By and | June 4, 2025

If Stargate’s first AI data center is completed next year as planned, the 900-acre site will need enough round-the-clock electricity to support 300,000 homes. But securing that power isn’t as simple as plugging into the grid.

Unlike arch rival Meta Platforms Inc., which Tuesday announced a 20-year deal to buy electricity from an Illinois nuclear plant, Stargate is relying on a technology that’s largely been relegated to the sidelines of power production: small, single cycle natural gas turbines.

That’s because the AI boom – which has supercharged electricity demand – is unfolding faster than power plants can be built and new grid connections established.

The venture by OpenAI, Oracle and Softbank is bridging that gap by stringing together a dozen of the small generators to power the Texas megafactory. Other city-sized data centers, including Elon Musk’s xAI and Alphastruxure, a joint venture between Carlyle and Schneider Electric, are doing the same.

The trend has sparked an unlikely comeback for a type of gas turbine that long ago fell out of favor for being inefficient and polluting. It also lays bare a critical disconnect between the growth of AI and the state of the US power sector. The next three years are key to the expansion of AI computing, and technology companies that had pledged to go green are racing to erect the city-sized data centers that will fuel it. At the same time, aging power infrastructure means there’s a years-long wait to connect and tap power from electric grids. And nuclear — now in huge demand from tech giants — is unlikely to provide much new power anytime soon.

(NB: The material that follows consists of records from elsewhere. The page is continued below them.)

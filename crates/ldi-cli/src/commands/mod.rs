pub mod analysis;
pub mod funding;
pub mod hedging;
pub mod valuation;
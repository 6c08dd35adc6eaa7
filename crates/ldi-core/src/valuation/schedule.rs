use rust_decimal::Decimal;
use rust_decimal_macros::dec;
use serde::{Deserialize, Serialize};
use std::time::Instant;

use crate::error::LdiError;
use crate::time_value::{discount, discount_factor};
use crate::types::{with_metadata, CashFlowSchedule, ComputationOutput, Money, Rate, Years, BASIS_POINT};
use crate::valuation::sensitivity::{value_schedule, ValuationResult};
use crate::LdiResult;

// ---------------------------------------------------------------------------
// Input types
// ---------------------------------------------------------------------------

/// Valuation request for a liability (or any other) cash-flow schedule.
#[derive(Debug, Clone, Serialize, Deserialize)]
pub struct ScheduleValuationInput {
    pub name: String,
    pub schedule: CashFlowSchedule,
    /// Flat annual discount rate as a decimal.
    pub discount_rate: Rate,
    /// Rate bump for DV01 in basis points (default 1).
    #[serde(skip_serializing_if = "Option::is_none")]
    pub bump_bps: Option<Decimal>,
}

// ---------------------------------------------------------------------------
// Output types
// ---------------------------------------------------------------------------

/// Contribution of a single flow to the schedule's present value.
#[derive(Debug, Clone, Serialize, Deserialize)]
pub struct DiscountedFlow {
    pub time: Years,
    pub amount: Money,
    pub discount_factor: Decimal,
    pub present_value: Money,
}

#[derive(Debug, Clone, Serialize, Deserialize)]
pub struct ScheduleValuationOutput {
    pub name: String,
    pub flow_count: usize,
    pub undiscounted_total: Money,
    pub valuation: ValuationResult,
    pub discounted_flows: Vec<DiscountedFlow>,
}

// ---------------------------------------------------------------------------
// Core function
// ---------------------------------------------------------------------------

/// Convert an optional bump in basis points to a decimal rate bump.
pub fn bump_from_bps(bump_bps: Option<Decimal>) -> LdiResult<Rate> {
    let bps = bump_bps.unwrap_or(dec!(1));
    let bump = bps * BASIS_POINT;
    if bump <= Decimal::ZERO {
        return Err(LdiError::InvalidRate {
            rate: bump,
            reason: "bump_bps must be positive".into(),
        });
    }
    Ok(bump)
}

/// Value a cash-flow schedule: PV, central-difference DV01, modified duration
/// and a per-flow discounting breakdown.
pub fn value_cash_flows(
    input: &ScheduleValuationInput,
) -> LdiResult<ComputationOutput<ScheduleValuationOutput>> {
    let start = Instant::now();
    let mut warnings: Vec<String> = Vec::new();

    let bump = bump_from_bps(input.bump_bps)?;
    if input.schedule.is_empty() {
        return Err(LdiError::InsufficientData(format!(
            "Schedule '{}' has no cash flows",
            input.name
        )));
    }

    let valuation = value_schedule(&input.schedule, input.discount_rate, bump)?;

    let mut discounted_flows = Vec::with_capacity(input.schedule.len());
    for flow in input.schedule.iter() {
        let factor = discount_factor(input.discount_rate, flow.time)?;
        discounted_flows.push(DiscountedFlow {
            time: flow.time,
            amount: flow.amount,
            discount_factor: discount(Decimal::ONE, factor, flow.time)?,
            present_value: discount(flow.amount, factor, flow.time)?,
        });
    }

    if input.schedule.iter().any(|f| f.amount < Decimal::ZERO) {
        warnings.push(
            "Schedule contains negative cash flows; DV01 sign may not reflect a pure liability"
                .into(),
        );
    }
    if bump > dec!(0.005) {
        warnings.push(format!(
            "Bump of {} is large; central difference may misstate first-order sensitivity",
            bump
        ));
    }

    tracing::debug!(
        name = %input.name,
        pv = %valuation.present_value,
        dv01 = %valuation.dv01,
        "valued cash-flow schedule"
    );

    let output = ScheduleValuationOutput {
        name: input.name.clone(),
        flow_count: input.schedule.len(),
        undiscounted_total: input.schedule.total(),
        valuation,
        discounted_flows,
    };

    let elapsed = start.elapsed().as_micros() as u64;
    Ok(with_metadata(
        "Discrete annual compounding PV with central-difference DV01",
        &serde_json::json!({
            "discount_rate": input.discount_rate.to_string(),
            "bump": bump.to_string(),
            "compounding": "annual, (1 + r)^t",
            "dv01_sign": "positive when PV falls as rates rise",
        }),
        warnings,
        elapsed,
        output,
    ))
}

// ---------------------------------------------------------------------------
// Tests
// ---------------------------------------------------------------------------

#[cfg(test)]
mod tests {
    use super::*;
    use rust_decimal_macros::dec;

    fn liability_input() -> ScheduleValuationInput {
        ScheduleValuationInput {
            name: "Pension liabilities".into(),
            schedule: CashFlowSchedule::annual(&[dec!(300000); 30]),
            discount_rate: dec!(0.03),
            bump_bps: None,
        }
    }

    #[test]
    fn test_value_cash_flows_defaults_to_one_bp() {
        let out = value_cash_flows(&liability_input()).unwrap();
        assert_eq!(out.result.valuation.bump, dec!(0.0001));
        assert_eq!(out.result.flow_count, 30);
        assert_eq!(out.result.undiscounted_total, dec!(9000000));
    }

    #[test]
    fn test_discounted_flows_sum_to_pv() {
        let out = value_cash_flows(&liability_input()).unwrap();
        let sum: Money = out
            .result
            .discounted_flows
            .iter()
            .map(|f| f.present_value)
            .sum();
        assert!((sum - out.result.valuation.present_value).abs() < dec!(0.000001));
    }

    #[test]
    fn test_discount_factors_decline() {
        let out = value_cash_flows(&liability_input()).unwrap();
        let dfs: Vec<Decimal> = out
            .result
            .discounted_flows
            .iter()
            .map(|f| f.discount_factor)
            .collect();
        assert!(dfs.windows(2).all(|w| w[1] < w[0]));
    }

    #[test]
    fn test_empty_schedule_rejected() {
        let mut input = liability_input();
        input.schedule = CashFlowSchedule::default();
        let err = value_cash_flows(&input).unwrap_err();
        assert!(matches!(err, LdiError::InsufficientData(_)));
    }

    #[test]
    fn test_negative_bump_rejected() {
        let mut input = liability_input();
        input.bump_bps = Some(dec!(-1));
        match value_cash_flows(&input).unwrap_err() {
            LdiError::InvalidRate { rate, .. } => assert_eq!(rate, dec!(-0.0001)),
            other => panic!("Expected InvalidRate, got {other:?}"),
        }
    }

    #[test]
    fn test_warning_on_large_bump() {
        let mut input = liability_input();
        input.bump_bps = Some(dec!(100));
        let out = value_cash_flows(&input).unwrap();
        assert!(out.warnings.iter().any(|w| w.contains("large")));
    }

    #[test]
    fn test_overflowing_discount_is_typed() {
        let input = ScheduleValuationInput {
            name: "Deep discount".into(),
            schedule: CashFlowSchedule::from_pairs(&[(dec!(20), dec!(10000000000))]).unwrap(),
            discount_rate: dec!(-0.9),
            bump_bps: None,
        };
        let err = value_cash_flows(&input).unwrap_err();
        assert!(matches!(err, LdiError::MathOverflow { .. }), "got {err:?}");
    }
}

“There is a high level of urgency in the industry to get power fast,” said Cully Cavness, co-founder and chief operating officer of Crusoe, which is building the first Stargate project. “We have tried to be creative about the energy component of data centers.”

Stargate and its rivals say they’re also exploring zero-carbon forms of energy, such as solar, batteries and even nuclear, to help meet the tremendous and constant electricity requirements of data centers. Constellation Energy Corp., the biggest US operator of reactors, agreed this week to sell nuclear power to Meta and last year said it would restart the shuttered Three Mile Island nuclear plant and sell the electricity to Microsoft Corp.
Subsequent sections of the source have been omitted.